DESCRIPTION OF THE TASK: Which lines of the data below contain "super"? Please show them all.

*** Opening of INFORMATION SUPPLIED ***

//! The nested value structure stored in configuration nodes.
//!
//! A [`Value`] is a tagged union over scalars, sequences and string-keyed
//! mappings. Path resolution pattern-matches on the tag, so a mapping is the
//! only variant that can be descended into.

use std::collections::BTreeMap;
use std::fmt;

use serde::{Deserialize, Serialize};

use crate::error::{Error, Result};

/// A string-keyed mapping of values, kept in key order.
pub type Mapping = BTreeMap<String, Value>;

/// A configuration value.
///
/// Serialization is untagged, so documents deserialize straight into the
/// matching variant. Prefer [`from_yaml_str`](Self::from_yaml_str) and
/// [`from_json_str`](Self::from_json_str) for parsing: they reject content
/// the variants cannot hold exactly instead of coercing it.
///
/// # Examples
///
/// ```
/// use cfgtree::Value;
///
/// let value = Value::from_yaml_str("host: localhost\nport: 5432\n").unwrap();
/// let mapping = value.as_mapping().unwrap();
/// assert_eq!(mapping["host"], Value::from("localhost"));
/// assert_eq!(mapping["port"].as_i64(), Some(5432));
/// ```
#[derive(Debug, Clone, Default, PartialEq, Serialize, Deserialize)]
#[serde(untagged)]
pub enum Value {
    /// An explicit null. Present, as opposed to absent.
    #[default]
    Null,
    /// A boolean.
    Bool(bool),
    /// A signed integer.
    Integer(i64),
    /// A floating point number.
    Float(f64),
    /// A string.
    String(String),
    /// An ordered list of values.
    Sequence(Vec<Value>),
    /// A nested mapping.
    Mapping(Mapping),
}

impl Value {
    /// Creates an empty mapping value.
    #[must_use]
    pub fn mapping() -> Self {
        Self::Mapping(Mapping::new())
    }

    /// Parses a YAML document into a value.
    ///
    /// Tags are dropped and the tagged content kept.
    ///
    /// # Errors
    ///
    /// Returns [`Error::Yaml`] if the document is invalid, and
    /// [`Error::UnsupportedValue`] for a mapping key that is not a string
    /// (`1: a`) or an integer outside the `i64` range.
    pub fn from_yaml_str(text: &str) -> Result<Self> {
        let raw: serde_yaml::Value = serde_yaml::from_str(text)?;
        Self::try_from(raw)
    }

    /// Parses a JSON document into a value.
    ///
    /// # Errors
    ///
    /// Returns [`Error::Json`] if the document is invalid, and
    /// [`Error::UnsupportedValue`] for an integer outside the `i64` range.
    pub fn from_json_str(text: &str) -> Result<Self> {
        let raw: serde_json::Value = serde_json::from_str(text)?;
        Self::try_from(raw)
    }

    /// Deep-merges `source` into this value; `source` wins on conflicts.
    ///
    /// Two mappings merge key by key, recursively. Any other pair is a plain
    /// replacement, sequences included.
    ///
    /// # Examples
    ///
    /// ```
    /// use cfgtree::Value;
    ///
    /// let mut base = Value::from_yaml_str("pool:\n  min: 1\n  max: 4\n").unwrap();
    /// base.merge(Value::from_yaml_str("pool:\n  max: 8\n").unwrap());
    /// assert_eq!(base.flatten()["pool.min"], Value::from(1));
    /// assert_eq!(base.flatten()["pool.max"], Value::from(8));
    /// ```
    pub fn merge(&mut self, source: Value) {
        match (self, source) {
            (Self::Mapping(target), Self::Mapping(incoming)) => {
                for (key, value) in incoming {
                    match target.get_mut(&key) {
                        Some(existing) => existing.merge(value),
                        None => {
                            target.insert(key, value);
                        }
                    }
                }
            }
            (target, source) => *target = source,
        }
    }

    /// Returns the variant name, for diagnostics.
    #[must_use]
    pub const fn type_name(&self) -> &'static str {
        match self {
            Self::Null => "null",
            Self::Bool(_) => "bool",
            Self::Integer(_) => "integer",
            Self::Float(_) => "float",
            Self::String(_) => "string",
            Self::Sequence(_) => "sequence",
            Self::Mapping(_) => "mapping",
        }
    }

    /// Returns `true` for [`Value::Null`].
    #[must_use]
    pub const fn is_null(&self) -> bool {
        matches!(self, Self::Null)
    }

    /// Returns `true` for [`Value::Mapping`].
    #[must_use]
    pub const fn is_mapping(&self) -> bool {
        matches!(self, Self::Mapping(_))
    }

    /// Returns the boolean, if this is one.
    #[must_use]
    pub const fn as_bool(&self) -> Option<bool> {
        match self {
            Self::Bool(b) => Some(*b),
            _ => None,
        }
    }

    /// Returns the integer, if this is one.
    #[must_use]
    pub const fn as_i64(&self) -> Option<i64> {
        match self {
            Self::Integer(i) => Some(*i),
            _ => None,
        }
    }

    /// Returns the value as a float. Integers are widened.
    #[must_use]
    #[allow(clippy::cast_precision_loss)]
    pub fn as_f64(&self) -> Option<f64> {
        match self {
            Self::Float(f) => Some(*f),
            Self::Integer(i) => Some(*i as f64),
            _ => None,
        }
    }

    /// Returns the string slice, if this is a string.
    #[must_use]
    pub fn as_str(&self) -> Option<&str> {
        match self {
            Self::String(s) => Some(s.as_str()),
            _ => None,
        }
    }

    /// Returns the items, if this is a sequence.
    #[must_use]
    pub fn as_sequence(&self) -> Option<&[Value]> {
        match self {
            Self::Sequence(seq) => Some(seq.as_slice()),
            _ => None,
        }
    }

    /// Returns the mapping, if this is one.
    #[must_use]
    pub const fn as_mapping(&self) -> Option<&Mapping> {
        match self {
            Self::Mapping(map) => Some(map),
            _ => None,
        }
    }

    /// Returns the mapping mutably, if this is one.
    pub fn as_mapping_mut(&mut self) -> Option<&mut Mapping> {
        match self {
            Self::Mapping(map) => Some(map),
            _ => None,
        }
    }

    /// Flattens nested mappings into dotted path / leaf pairs.
    ///
    /// Every non-mapping value is a leaf, and so is an empty mapping. A
    /// non-mapping value at the top level flattens to nothing, since it has no
    /// path.
    ///
    /// # Examples
    ///
    /// ```
    /// use cfgtree::Value;
    ///
    /// let value = Value::from_yaml_str("db:\n  host: x\n  port: 1\n").unwrap();
    /// let flat = value.flatten();
    /// assert_eq!(flat["db.host"], Value::from("x"));
    /// assert_eq!(flat["db.port"], Value::from(1));
    /// ```
    #[must_use]
    pub fn flatten(&self) -> BTreeMap<String, Value> {
        let mut out = BTreeMap::new();
        if let Self::Mapping(map) = self {
            flatten_into(map, None, &mut out);
        }
        out
    }
}

fn flatten_into(map: &Mapping, prefix: Option<&str>, out: &mut BTreeMap<String, Value>) {
    for (key, value) in map {
        let path = match prefix {
            Some(prefix) => format!("{prefix}.{key}"),
            None => key.clone(),
        };
        match value {
            Value::Mapping(inner) if !inner.is_empty() => flatten_into(inner, Some(&path), out),
            leaf => {
                out.insert(path, leaf.clone());
            }
        }
    }
}

impl fmt::Display for Value {
    fn fmt(&self, f: &mut fmt::Formatter<'_>) -> fmt::Result {
        match self {
            Self::Null => write!(f, "null"),
            Self::Bool(b) => write!(f, "{b}"),
            Self::Integer(i) => write!(f, "{i}"),
            Self::Float(x) => write!(f, "{x}"),
            Self::String(s) => write!(f, "{s}"),
            Self::Sequence(_) | Self::Mapping(_) => match serde_json::to_string(self) {
                Ok(json) => write!(f, "{json}"),
                Err(_) => Err(fmt::Error),
            },
        }
    }
}

// Conversions

impl From<bool> for Value {
    fn from(b: bool) -> Self {
        Self::Bool(b)
    }
}

macro_rules! from_integer {
    ($($ty:ty),*) => {
        $(
            impl From<$ty> for Value {
                fn from(i: $ty) -> Self {
                    Self::Integer(i64::from(i))
                }
            }
        )*
    };
}

from_integer!(i8, i16, i32, i64, u8, u16, u32);

impl From<f64> for Value {
    fn from(f: f64) -> Self {
        Self::Float(f)
    }
}

impl From<f32> for Value {
    fn from(f: f32) -> Self {
        Self::Float(f64::from(f))
    }
}

impl From<&str> for Value {
    fn from(s: &str) -> Self {
        Self::String(s.to_string())
    }
}

impl From<String> for Value {
    fn from(s: String) -> Self {
        Self::String(s)
    }
}

impl<T: Into<Value>> From<Vec<T>> for Value {
    fn from(items: Vec<T>) -> Self {
        Self::Sequence(items.into_iter().map(Into::into).collect())
    }
}

impl From<Mapping> for Value {
    fn from(map: Mapping) -> Self {
        Self::Mapping(map)
    }
}

impl<T: Into<Value>> From<Option<T>> for Value {
    fn from(opt: Option<T>) -> Self {
        opt.map_or(Self::Null, Into::into)
    }
}

fn out_of_range(number: impl fmt::Display) -> Error {
    Error::UnsupportedValue {
        reason: format!("integer {number} is outside the signed 64-bit range"),
    }
}

impl TryFrom<serde_json::Value> for Value {
    type Error = Error;

    fn try_from(json: serde_json::Value) -> Result<Self> {
        Ok(match json {
            serde_json::Value::Null => Self::Null,
            serde_json::Value::Bool(b) => Self::Bool(b),
            serde_json::Value::Number(n) => match (n.as_i64(), n.as_f64()) {
                (Some(i), _) => Self::Integer(i),
                (None, Some(x)) if n.is_f64() => Self::Float(x),
                _ => return Err(out_of_range(n)),
            },
            serde_json::Value::String(s) => Self::String(s),
            serde_json::Value::Array(items) => Self::Sequence(
                items
                    .into_iter()
                    .map(Self::try_from)
                    .collect::<Result<_>>()?,
            ),
            serde_json::Value::Object(map) => Self::Mapping(
                map.into_iter()
                    .map(|(key, value)| Self::try_from(value).map(|value| (key, value)))
                    .collect::<Result<_>>()?,
            ),
        })
    }
}

impl TryFrom<serde_yaml::Value> for Value {
    type Error = Error;

    fn try_from(yaml: serde_yaml::Value) -> Result<Self> {
        Ok(match yaml {
            serde_yaml::Value::Null => Self::Null,
            serde_yaml::Value::Bool(b) => Self::Bool(b),
            serde_yaml::Value::Number(n) => match (n.as_i64(), n.as_f64()) {
                (Some(i), _) => Self::Integer(i),
                (None, Some(x)) if n.is_f64() => Self::Float(x),
                _ => return Err(out_of_range(n)),
            },
            serde_yaml::Value::String(s) => Self::String(s),
            serde_yaml::Value::Sequence(items) => Self::Sequence(
                items
                    .into_iter()
                    .map(Self::try_from)
                    .collect::<Result<_>>()?,
            ),
            serde_yaml::Value::Mapping(map) => Self::Mapping(
                map.into_iter()
                    .map(|(key, value)| match key {
                        serde_yaml::Value::String(key) => {
                            Self::try_from(value).map(|value| (key, value))
                        }
                        other => Err(Error::UnsupportedValue {
                            reason: format!(
                                "mapping key {} is not a string",
                                serde_json::to_string(&other)
                                    .unwrap_or_else(|_| format!("{other:?}"))
                            ),
                        }),
                    })
                    .collect::<Result<_>>()?,
            ),
            serde_yaml::Value::Tagged(tagged) => Self::try_from(tagged.value)?,
        })
    }
}

impl<K: Into<String>, V: Into<Value>> FromIterator<(K, V)> for Value {
    fn from_iter<I: IntoIterator<Item = (K, V)>>(iter: I) -> Self {
        Self::Mapping(iter.into_iter().map(|(k, v)| (k.into(), v.into())).collect())
    }
}
//! Property-based tests for path parsing and resolution.

use super::query::Query;
use super::resolver::PathResolver;
use crate::value::{Mapping, Value};
use proptest::prelude::*;

// Strategy for generating single path segments
fn segment_strategy() -> impl Strategy<Value = String> {
    "[a-z0-9_-]{1,12}"
}

fn query_strategy() -> impl Strategy<Value = Query> {
    prop::collection::vec(segment_strategy(), 1..6)
        .prop_map(|parts| Query::parse(&parts.join(".")).expect("segments are non-empty"))
}

fn scalar_strategy() -> impl Strategy<Value = Value> {
    prop_oneof![
        Just(Value::Null),
        any::<bool>().prop_map(Value::Bool),
        any::<i64>().prop_map(Value::Integer),
        "[ -~]{0,16}".prop_map(Value::String),
    ]
}

proptest! {
    #![proptest_config(ProptestConfig {
        cases: 2000,
        max_shrink_iters: 2000,
        .. ProptestConfig::default()
    })]

    // Display and parse are inverse for well-formed queries
    #[test]
    fn query_display_parse_inverse(query in query_strategy()) {
        let reparsed = Query::parse(&query.to_string()).unwrap();
        prop_assert_eq!(reparsed, query);
    }

    // Any empty segment makes the whole query malformed
    #[test]
    fn query_with_empty_segment_rejected(
        parts in prop::collection::vec(segment_strategy(), 1..5),
        hole in 0..6usize
    ) {
        let mut parts = parts;
        let hole = hole.min(parts.len());
        parts.insert(hole, String::new());
        prop_assert!(Query::parse(&parts.join(".")).unwrap_err().is_malformed_query());
    }

    // extend then fetch returns the written value
    #[test]
    fn extend_fetch_round_trip(query in query_strategy(), value in scalar_strategy()) {
        let mut items = Mapping::new();
        PathResolver::extend(&mut items, &query, value.clone());
        prop_assert_eq!(PathResolver::fetch(&items, &query), Some(&value));
        prop_assert!(PathResolver::exists(&items, &query));
    }

    // The last write to a path wins, whatever was written before along the way
    #[test]
    fn last_write_wins(
        earlier in prop::collection::vec((query_strategy(), scalar_strategy()), 0..8),
        query in query_strategy(),
        value in scalar_strategy()
    ) {
        let mut items = Mapping::new();
        for (q, v) in earlier {
            PathResolver::extend(&mut items, &q, v);
        }
        PathResolver::extend(&mut items, &query, value.clone());
        prop_assert_eq!(PathResolver::fetch(&items, &query), Some(&value));
    }

    // Nothing is present in an empty structure
    #[test]
    fn empty_structure_has_nothing(query in query_strategy()) {
        let items = Mapping::new();
        prop_assert!(!PathResolver::exists(&items, &query));
        let default = Value::from("default");
        prop_assert_eq!(PathResolver::fetch_or(&items, &query, &default), &default);
    }

    // remove undoes extend on an empty structure, leaving only empty containers
    #[test]
    fn remove_after_extend(query in query_strategy(), value in scalar_strategy()) {
        let mut items = Mapping::new();
        PathResolver::extend(&mut items, &query, value.clone());
        prop_assert_eq!(PathResolver::remove(&mut items, &query), Some(value));
        prop_assert!(!PathResolver::exists(&items, &query));
        prop_assert!(Value::Mapping(items).flatten().values().all(|v| *v == Value::mapping()));
    }
}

*** Close of INFORMATION SUPPLIED ***

OUTPUT OF THE EXERCISE:
use super::query::Query;
use super::resolver::PathResolver;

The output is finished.